Work request: After locating the line that contains "mod amqp_producer;" in the records below, write out exactly that line and each line after it through the one that contains "the producer never", and nothing else.

(Data excerpts)
'''

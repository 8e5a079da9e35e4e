use crate::{
    batch_filler::fill_batch,
    event_data::EventData,
    event_data_batch::{CreateBatchOptions, EventBatch},
};

use super::{error::PublishError, producer_transport::ProducerTransport};

/// Outcome of a successful [`publish_events`]
#[derive(Debug, Clone, Copy, PartialEq, Eq)]
pub struct PublishReport {
    /// Number of events sent
    pub event_count: usize,
    /// Size of the sent batch in bytes
    pub size_in_bytes: u64,
}

/// Creates one batch, fills it with `events`, sends it and closes the transport.
///
/// The transport is closed on every path, including when filling or sending fails. If both
/// the operation and the close fail, the error of the operation is returned and the close
/// error is logged.
pub async fn publish_events<T, I>(
    mut transport: T,
    events: I,
    options: CreateBatchOptions,
) -> Result<PublishReport, PublishError<T::Error>>
where
    T: ProducerTransport,
    I: IntoIterator<Item = EventData>,
{
    let outcome = fill_and_send(&mut transport, events, options).await;

    log::info!("Closing the producer and cleaning up");
    let closed = transport.close().await;

    match (outcome, closed) {
        (Ok(report), Ok(())) => Ok(report),
        (Ok(_), Err(err)) => Err(PublishError::Close(err)),
        (Err(err), Ok(())) => Err(err),
        (Err(err), Err(close_err)) => {
            log::error!("Failed to close producer after error: {:?}", close_err);
            Err(err)
        }
    }
}

async fn fill_and_send<T, I>(
    transport: &mut T,
    events: I,
    options: CreateBatchOptions,
) -> Result<PublishReport, PublishError<T::Error>>
where
    T: ProducerTransport,
    I: IntoIterator<Item = EventData>,
{
    let mut batch = transport
        .create_batch(options)
        .await
        .map_err(PublishError::CreateBatch)?;
    log::debug!(
        "Created batch with a limit of {} bytes",
        batch.max_size_in_bytes()
    );

    let event_count = fill_batch(&mut batch, events)?;
    let size_in_bytes = batch.size_in_bytes();

    transport
        .send_batch(batch)
        .await
        .map_err(PublishError::Send)?;

    Ok(PublishReport {
        event_count,
        size_in_bytes,
    })
}
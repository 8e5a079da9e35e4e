//! AMQP 1.0 transport for Azure Event Hubs.

mod amqp_cbs_link;
mod amqp_event_batch;
mod amqp_message_converter;
mod amqp_message_extension;
mod amqp_producer;
mod error;

pub use amqp_event_batch::AmqpEventBatch;
pub use amqp_producer::AmqpProducer;
pub use error::AmqpProducerError;
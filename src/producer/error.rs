use crate::batch_filler::PackError;

/// Error returned by [`crate::producer::publish_events`]
#[derive(Debug, thiserror::Error)]
pub enum PublishError<E>
where
    E: std::error::Error + 'static,
{
    /// The transport failed to create a batch
    #[error("Failed to create batch: {0}")]
    CreateBatch(#[source] E),

    /// An event could not be added to the batch
    #[error(transparent)]
    Pack(#[from] PackError),

    /// The transport failed to send the batch
    #[error("Failed to send batch: {0}")]
    Send(#[source] E),

    /// The batch was sent but the transport failed to close
    #[error("Failed to close transport: {0}")]
    Close(#[source] E),
}
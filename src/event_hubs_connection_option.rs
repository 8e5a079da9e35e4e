use std::time::Duration;
use url::Url;

use crate::constants::DEFAULT_MAX_MESSAGE_SIZE_IN_BYTES;

/// The set of options that can be specified when connecting a [`crate::amqp::AmqpProducer`]
#[derive(Debug, Clone, PartialEq, Eq, Hash)]
pub struct ConnectionOptions {
    /// The amount of time to allow a connection to have no observed traffic before considering it idle
    pub connection_idle_timeout: Duration,

    /// The custom address to use for establishing a connection to the Event Hubs service,
    /// eg. an application gateway in front of the namespace
    pub custom_endpoint_address: Option<Url>,

    /// The largest message the Event Hub accepts. Batches created by the producer never
    /// exceed this size.
    pub max_message_size_in_bytes: u64,
}

impl Default for ConnectionOptions {
    fn default() -> Self {
        Self {
            connection_idle_timeout: Duration::from_secs(60),
            custom_endpoint_address: Default::default(),
            max_message_size_in_bytes: DEFAULT_MAX_MESSAGE_SIZE_IN_BYTES,
        }
    }
}

impl ConnectionOptions {
    /// Create a new instance of [`ConnectionOptions`] with default values
    pub fn new() -> Self {
        Default::default()
    }
}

'''

Task solution:
mod amqp_producer;
mod error;

pub use amqp_event_batch::AmqpEventBatch;
pub use amqp_producer::AmqpProducer;
pub use error::AmqpProducerError;
filename src/producer/error.rs
use crate::batch_filler::PackError;

/// Error returned by [`crate::producer::publish_events`]
#[derive(Debug, thiserror::Error)]
pub enum PublishError<E>
where
    E: std::error::Error + 'static,
{
    /// The transport failed to create a batch
    #[error("Failed to create batch: {0}")]
    CreateBatch(#[source] E),

    /// An event could not be added to the batch
    #[error(transparent)]
    Pack(#[from] PackError),

    /// The transport failed to send the batch
    #[error("Failed to send batch: {0}")]
    Send(#[source] E),

    /// The batch was sent but the transport failed to close
    #[error("Failed to close transport: {0}")]
    Close(#[source] E),
}
filename src/event_hubs_connection_option.rs
repository 8e5a079da9e35e4e
use std::time::Duration;
use url::Url;

use crate::constants::DEFAULT_MAX_MESSAGE_SIZE_IN_BYTES;

/// The set of options that can be specified when connecting a [`crate::amqp::AmqpProducer`]
#[derive(Debug, Clone, PartialEq, Eq, Hash)]
pub struct ConnectionOptions {
    /// The amount of time to allow a connection to have no observed traffic before considering it idle
    pub connection_idle_timeout: Duration,

    /// The custom address to use for establishing a connection to the Event Hubs service,
    /// eg. an application gateway in front of the namespace
    pub custom_endpoint_address: Option<Url>,

    /// The largest message the Event Hub accepts. Batches created by the producer never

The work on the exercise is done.